I call myself an introvert but I wonder sometimes if I’m wrong. I like to talk a lot, just only about a few things. I deeply enjoy sharing with someone else what I have learned about my favorite subjects. I think learning is a social act, with the reward of learning something being the opportunity to share that new understanding with someone else. What is to be done when some knowledge is seen as a threat? Gaining that sort of knowledge transforms an exhilarating social act into an incredibly effective form of self-isolation.

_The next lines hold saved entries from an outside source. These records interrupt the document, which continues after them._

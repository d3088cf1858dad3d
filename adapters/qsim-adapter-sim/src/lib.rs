//! qsim Local Statevector Simulator
//!
//! This crate provides the engine behind qsim: a dense statevector with a
//! single coset kernel for gates of any arity, and a seeded batch sampler
//! that turns the final state into a measurement histogram.
//!
//! # Features
//!
//! - **Exact Simulation**: every gate is applied once to the full statevector
//! - **Any Gate Arity**: custom k-qubit unitaries run through the same kernel
//!   as the standard library
//! - **Reproducible Sampling**: a fixed seed gives the same histogram whether
//!   shot batches run sequentially or on the rayon pool
//! - **Configurable**: limits and thresholds from JSON or `QSIM_*` variables
//!
//! # Performance
//!
//! | Qubits | Memory | Simulation Speed |
//! |--------|--------|------------------|
//! | 10 | ~16 KB | Instant |
//! | 15 | ~512 KB | Fast |
//! | 20 | ~16 MB | Moderate |
//! | 24 | ~256 MB | Slow |
//! | 30+ | ~16 GB+ | Not recommended |
//!
//! # Example
//!
//! ```rust
//! use qsim_adapter_sim::SimulatorBackend;
//! use qsim_hal::{Backend, RunOptions};
//! use qsim_ir::{Circuit, QubitId};
//!
//! let mut circuit = Circuit::with_size("toffoli", 3);
//! circuit
//!     .x(QubitId(0)).unwrap()
//!     .x(QubitId(1)).unwrap()
//!     .ccx(QubitId(0), QubitId(1), QubitId(2)).unwrap()
//!     .measure_all().unwrap();
//!
//! let backend = SimulatorBackend::new();
//! let result = backend
//!     .run(&circuit, &RunOptions::shots(1000).unwrap().with_seed(42))
//!     .unwrap();
//!
//! assert_eq!(result.counts().get("111"), 1000);
//! ```

pub mod config;
pub mod sampler;
mod simulator;
pub mod statevector;

pub use config::SimulatorConfig;
pub use sampler::{SHOT_BATCH, ShotSampler};
pub use simulator::SimulatorBackend;
pub use statevector::{MAX_STATEVECTOR_QUBITS, Statevector};
//! qsim Circuit Model
//!
//! This crate provides the data types consumed by the qsim state-vector
//! simulator: complex amplitudes, gates as plain unitary matrices, the
//! standard gate library and the circuit builder.
//!
//! # Core Components
//!
//! - **Complex scalars**: [`Complex64`] plus helpers in [`complex`]
//! - **Gates**: [`Gate`], a uniform `{name, arity, matrix}` record for every
//!   arity, and the [`standard`] library
//! - **Instructions**: [`Instruction`] combining a gate or a measurement with
//!   its qubits
//! - **Circuit**: [`Circuit`], the chainable builder
//!
//! # Example: Building a Bell State
//!
//! ```rust
//! use qsim_ir::{Circuit, QubitId};
//!
//! let mut circuit = Circuit::with_size("bell_state", 2);
//!
//! // |00⟩ → (|00⟩ + |11⟩)/√2
//! circuit.h(QubitId(0)).unwrap();
//! circuit.cx(QubitId(0), QubitId(1)).unwrap();
//! circuit.measure_all().unwrap();
//!
//! assert_eq!(circuit.num_qubits(), 2);
//! assert_eq!(circuit.num_gates(), 2);
//! ```
//!
//! # Example: Custom Gate
//!
//! ```rust
//! use qsim_ir::{Circuit, Gate, QubitId};
//! use qsim_ir::complex::{ONE, ZERO};
//!
//! // A matrix must have exactly 4^k entries for a k-qubit gate.
//! let flip = Gate::new("flip", 1, vec![ZERO, ONE, ONE, ZERO]).unwrap();
//! assert!(Gate::new("broken", 2, vec![ONE; 4]).is_err());
//!
//! let mut circuit = Circuit::with_size("custom", 1);
//! circuit.gate(flip, [QubitId(0)]).unwrap();
//! ```

pub mod circuit;
pub mod complex;
pub mod error;
pub mod gate;
pub mod instruction;
pub mod qubit;
pub mod standard;

pub use circuit::Circuit;
pub use complex::Complex64;
pub use error::{IrError, IrResult};
pub use gate::{Gate, MAX_GATE_QUBITS};
pub use instruction::{Instruction, InstructionKind};
pub use qubit::QubitId;
//! Authentication module providing passwordless sign-in and session management.
//!
//! This module implements:
//! - Email one-time passcodes (6 digits, single use, one pending code per email)
//! - Google sign-in via ID token verification against Google's published keys
//! - Find-or-create identity resolution keyed on email
//! - JWT session tokens (7-day expiry, stateless)
//!
//! ## Flows
//!
//! | Flow | Existing user | New user |
//! |------|---------------|----------|
//! | `verify_otp_signup` | signed in | created |
//! | `verify_otp_login` | signed in | `UserNotFound` |
//! | `google_login` | signed in | created |
//! | `google_signup` | `UserAlreadyExists` | created |
//!
//! ## Example
//!
//! ```no_run
//! use notekeeper::auth::{AuthManager, OtpSignupRequest, SendOtpRequest, SessionIssuer};
//! use notekeeper::auth::google::GoogleVerifier;
//! use notekeeper::auth::otp::InMemoryOtpStore;
//! use notekeeper::db::MemoryUserRepository;
//! use notekeeper::mail::LogMailer;
//! use std::sync::Arc;
//!
//! #[tokio::main]
//! async fn main() -> Result<(), Box<dyn std::error::Error>> {
//!     let auth = AuthManager::new(
//!         Arc::new(MemoryUserRepository::new()),
//!         Arc::new(InMemoryOtpStore::new()),
//!         Arc::new(LogMailer),
//!         Arc::new(GoogleVerifier::new("client-id.apps.googleusercontent.com")),
//!         SessionIssuer::new("a_jwt_secret_that_is_long_enough_for_hs256"),
//!     );
//!
//!     auth.send_otp(SendOtpRequest { email: "a@example.com".to_string() }).await?;
//!
//!     let session = auth
//!         .verify_otp_signup(OtpSignupRequest {
//!             name: Some("A".to_string()),
//!             dob: Some("2000-01-01".to_string()),
//!             email: "a@example.com".to_string(),
//!             otp: "123456".to_string(),
//!         })
//!         .await?;
//!     println!("Signed in as user {}", session.user.id);
//!     Ok(())
//! }
//! ```

pub mod errors;
pub mod google;
pub mod identity;
pub mod manager;
pub mod models;
pub mod otp;
pub mod session;

pub use errors::{AuthError, AuthResult};
pub use google::{FederatedVerifier, GoogleVerifier};
pub use identity::IdentityResolver;
pub use manager::{AuthManager, OtpDispatch};
pub use models::{
    AuthSession, FederatedIdentity, GoogleTokenRequest, NewUser, OtpLoginRequest,
    OtpSignupRequest, SendOtpRequest, SessionClaims, User, UserId,
};
pub use otp::{InMemoryOtpStore, OtpIssuer, OtpStore};
pub use session::SessionIssuer;
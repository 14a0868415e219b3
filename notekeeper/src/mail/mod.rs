//! Outbound mail.
//!
//! The authentication flows only see the [`MailTransport`] trait. Production
//! wires in [`SmtpMailer`]; development without credentials uses [`LogMailer`]
//! and tests capture messages with [`MemoryMailer`].

pub mod errors;
pub mod memory;
pub mod smtp;

pub use errors::{MailError, MailResult};
pub use memory::{LogMailer, MemoryMailer};
pub use smtp::{SmtpConfig, SmtpMailer};

use async_trait::async_trait;

/// A message ready to hand to a transport
#[derive(Debug, Clone, PartialEq, Eq)]
pub struct OutgoingMail {
    pub to: String,
    pub subject: String,
    /// Plain-text body
    pub text: String,
    /// Optional HTML alternative
    pub html: Option<String>,
}

/// Delivers [`OutgoingMail`]
#[async_trait]
pub trait MailTransport: Send + Sync {
    /// Send a single message
    ///
    /// # Errors
    ///
    /// * `MailError::InvalidAddress` - Recipient or sender cannot be parsed
    /// * `MailError::Build` - Message could not be assembled
    /// * `MailError::Smtp` - The relay refused or the connection failed
    async fn send(&self, mail: OutgoingMail) -> MailResult<()>;
}
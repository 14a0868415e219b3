//! Command-line client for a notekeeper server.
//!
//! Each invocation runs one command. The session token is kept in a small
//! JSON file so later invocations stay signed in.

use anyhow::{Context, Result};
use chrono::Utc;
use pico_args::Arguments;
use std::path::PathBuf;

use nk_client::{
    api_client::{ApiClient, AuthResponse},
    commands::{Command, parse_command},
    session::{self, Session},
};

const HELP: &str = "\
Keep notes on a notekeeper server

USAGE:
  nk_client [OPTIONS] COMMAND [ARGS]

COMMANDS:
  send-otp EMAIL                          Mail a one-time passcode
  signup EMAIL OTP [NAME] [YYYY-MM-DD]    Create an account with a passcode
  login EMAIL OTP                         Sign in with a passcode
  google-login ID_TOKEN                   Sign in with Google
  google-signup ID_TOKEN                  Create an account with Google
  me                                      Show the signed-in user
  notes                                   List notes, newest first
  add TITLE...                            Create a note
  delete NOTE_ID                          Delete a note
  logout                                  Forget the session token

OPTIONS:
  --server URL          Server URL  [default: $NOTEKEEPER_URL or http://localhost:5000]
  --session PATH        Session file  [default: ~/.notekeeper/session.json]

FLAGS:
  -h, --help            Print help information
";

const DEFAULT_SERVER: &str = "http://localhost:5000";

struct Args {
    server_url: String,
    session_path: PathBuf,
    command: Command,
}

#[tokio::main]
async fn main() -> Result<()> {
    let mut pargs = Arguments::from_env();

    if pargs.contains(["-h", "--help"]) {
        print!("{HELP}");
        std::process::exit(0);
    }

    let server_url: Option<String> = pargs.opt_value_from_str("--server")?;
    let session_path: Option<PathBuf> = pargs.opt_value_from_str("--session")?;
    let rest: Vec<String> = pargs
        .finish()
        .into_iter()
        .map(|arg| arg.to_string_lossy().into_owned())
        .collect();

    let args = Args {
        server_url: server_url
            .or_else(|| std::env::var("NOTEKEEPER_URL").ok())
            .unwrap_or_else(|| DEFAULT_SERVER.to_string()),
        session_path: session_path.unwrap_or_else(session::default_path),
        command: parse_command(&rest)?,
    };

    run(args).await
}

async fn run(args: Args) -> Result<()> {
    let mut session = Session::load(&args.session_path)?;
    let mut client = ApiClient::new(args.server_url);
    client.set_token(session.token.clone());

    match args.command {
        Command::SendOtp { email } => {
            let now = Utc::now();
            if let Some(wait) = session.cooldown_remaining(&email, now) {
                anyhow::bail!("Please wait {wait}s before requesting another code");
            }

            client.send_otp(&email).await?;
            session.record_otp_sent(&email, now);
            session.save(&args.session_path)?;
            println!("OTP sent to {}", email.trim());
        }
        Command::Signup {
            email,
            otp,
            name,
            dob,
        } => {
            let auth = client
                .signup(name.as_deref(), dob.as_deref(), &email, &otp)
                .await?;
            remember(&mut session, &args.session_path, &auth)?;
        }
        Command::Login { email, otp } => {
            let auth = client.login(&email, &otp).await?;
            remember(&mut session, &args.session_path, &auth)?;
        }
        Command::GoogleLogin { id_token } => {
            let auth = client.google_login(&id_token).await?;
            remember(&mut session, &args.session_path, &auth)?;
        }
        Command::GoogleSignup { id_token } => {
            let auth = client.google_signup(&id_token).await?;
            remember(&mut session, &args.session_path, &auth)?;
        }
        Command::Me => {
            let profile = client.me().await?;
            println!("#{} {}", profile.id, profile.email);
            if let Some(name) = profile.name {
                println!("Name: {name}");
            }
        }
        Command::Notes => {
            let notes = client.list_notes().await?;
            if notes.is_empty() {
                println!("No notes yet.");
            }
            for note in notes {
                println!(
                    "{:>6}  {}  {}",
                    note.id,
                    note.created_at.format("%Y-%m-%d %H:%M"),
                    note.title
                );
            }
        }
        Command::Add { title } => {
            let note = client.create_note(&title).await?;
            println!("Created note {}", note.id);
        }
        Command::Delete { id } => {
            client.delete_note(&id).await?;
            println!("Deleted note {id}");
        }
        Command::Logout => {
            session.logout();
            session.save(&args.session_path)?;
            println!("Signed out.");
        }
    }

    Ok(())
}

fn remember(session: &mut Session, path: &std::path::Path, auth: &AuthResponse) -> Result<()> {
    session.token = Some(auth.token.clone());
    session.save(path).context("Signed in, but the session could not be saved")?;

    let who = auth.user.name.as_deref().unwrap_or(&auth.user.email);
    println!("Signed in as {} (user #{})", who, auth.user.id);
    Ok(())
}
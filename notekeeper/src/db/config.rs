//! Database configuration module.
//!
//! Provides configuration structures for database connection management.

/// Database configuration
#[derive(Debug, Clone, PartialEq, Eq)]
pub struct DatabaseConfig {
    /// PostgreSQL connection URL
    pub database_url: String,

    /// Maximum number of connections in the pool
    pub max_connections: u32,

    /// Minimum number of connections in the pool
    pub min_connections: u32,

    /// Connection timeout in seconds
    pub connection_timeout_secs: u64,

    /// Idle connection timeout in seconds
    pub idle_timeout_secs: u64,

    /// Maximum connection lifetime in seconds
    pub max_lifetime_secs: u64,
}

impl DatabaseConfig {
    /// Default pool tuning for `database_url`
    ///
    /// # Arguments
    ///
    /// * `database_url` - PostgreSQL connection string
    pub fn with_url(database_url: impl Into<String>) -> Self {
        Self {
            database_url: database_url.into(),
            max_connections: 20,
            min_connections: 1,
            connection_timeout_secs: 5,
            idle_timeout_secs: 300,
            max_lifetime_secs: 1800,
        }
    }

    /// Create a default configuration for development
    ///
    /// Uses `postgres://postgres@localhost/notekeeper` as the database URL
    pub fn development() -> Self {
        Self::with_url("postgres://postgres@localhost/notekeeper")
    }
}

impl Default for DatabaseConfig {
    fn default() -> Self {
        Self::development()
    }
}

Knowledge seems amoral to me, and learning seems to be as close to a virtue as one could consider. Yet I too, despite my hunger to learn more, can recall with pangs of guilt the council of my youth that considered the act of learning a path riddled with danger, prone to leading a person to destruction if they were not careful. Some things were seen as so antagonistic to a learner that even an idle consideration of such things was a flirtation with the unethical. There was hidden enemy around every paragraph of unapproved text. I didn’t want to remain ignorant, but learning even the smallest new piece of information seems to carry a huge cost to a vast array of elements in my life. Could I find a way to feel comfort in understanding more?
I am fairly certain that I now know why such a practice of fear of knowledge is fostered in some communities: it is essential to that community’s continued existence that its adherents avoid the pursuit of individual and unguided learning. To learn for oneself is to seek out truth without a stranger’s heavy hand guiding one’s conclusions toward a definitive goal. To understand the complexity of things is to unearth shades of gray instead of the stark contrast of dogma. I could sense that breaking through this programming would be to my benefit, but every step forward felt like a violation. Not everyone wants to take those steps, and that’s where my isolation begins.
Bo Burnham: Inside
How the World Works
Here’s a happy little song about the world sung by Bo Burnham and his special friend, Socko. Bo Burnham: Inside is streaming now on Netflix.
I’m not a scholar, I’ve done no independent research, and my recall of details is still often dependent on the bookmarks and search results that I’ve saved over the years. I don’t claim to be a subject matter expert in potentially any area. I am not a better person than someone else because I have read a book. My self-actualization isn’t the element that will redeem the world or is of much value to someone else. Yet I still really enjoy becoming more educated in an increasing number of the subjects most interesting to me. In some of these subjects I have found vast stretches of information new to me that have thrilled me in their discovery. I have longed for an opportunity to share or discuss this information, but what I have learned is that with each new piece of information, I have inadvertently isolated myself. First, there is a shared language lost in this learning. What seemed obvious and beyond debate to me before now feels open to skepticism and consideration, so I no longer have a solid shared foundation on which to call in conversations. Even agreements on simple definitions have to be made first in order to have a conversation. Secondly, I have found that this knowledge, because of how interesting it is, increases specialization and focus on elements which may not be as interesting or desired by others. This limits my potential conversational opportunities over time, increasing my chances of loneliness. Thirdly, sharing this information triggers the listener with the same anxieties I faced in my youthful culture of fear, making me become an enemy instead of a curious reader.
I feel that I’m reading too cold and analytical in this post. I don’t know how to share more. I think I’m just coping and trying to survive with what I’ve learned. There are times where I wonder if that phrase “ignorance is bliss” may be one of the wisest words ever written. I like knowing so much more about life and the complexities of cultures and governments, but it weighs me down to see how much more pain there is in the world than I realized and how I likely directly contributed to its continuation. I think we could all empathize with each other more by being better educated.
Did all this knowledge change me for the better or has it ruined me? I feel that I can love so much better and more deeply than before, but now I feel more lonely when I would have expected to feel closer to community. I am both the same person and yet very different. I still see the same world as before but my definitions have changed and my expectations of what is acceptable have been altered. My goals of loving others are still there, but the methods aren’t what they were. Having all this within me keeps me feeling both the best I’ve ever felt and the worst I hope to ever experience. I have fantasized sometimes about having my memory wiped and what that would mean for me, but I don’t think I could do it. I prize my experiences but I wish I had more people around me with whom to share it.
One might conclude that I should have accepted the advice from those who warned me not to tread in these spaces, but I believe that the struggle to learn is always the better solution to ignorance, even when it carries a heavy cost.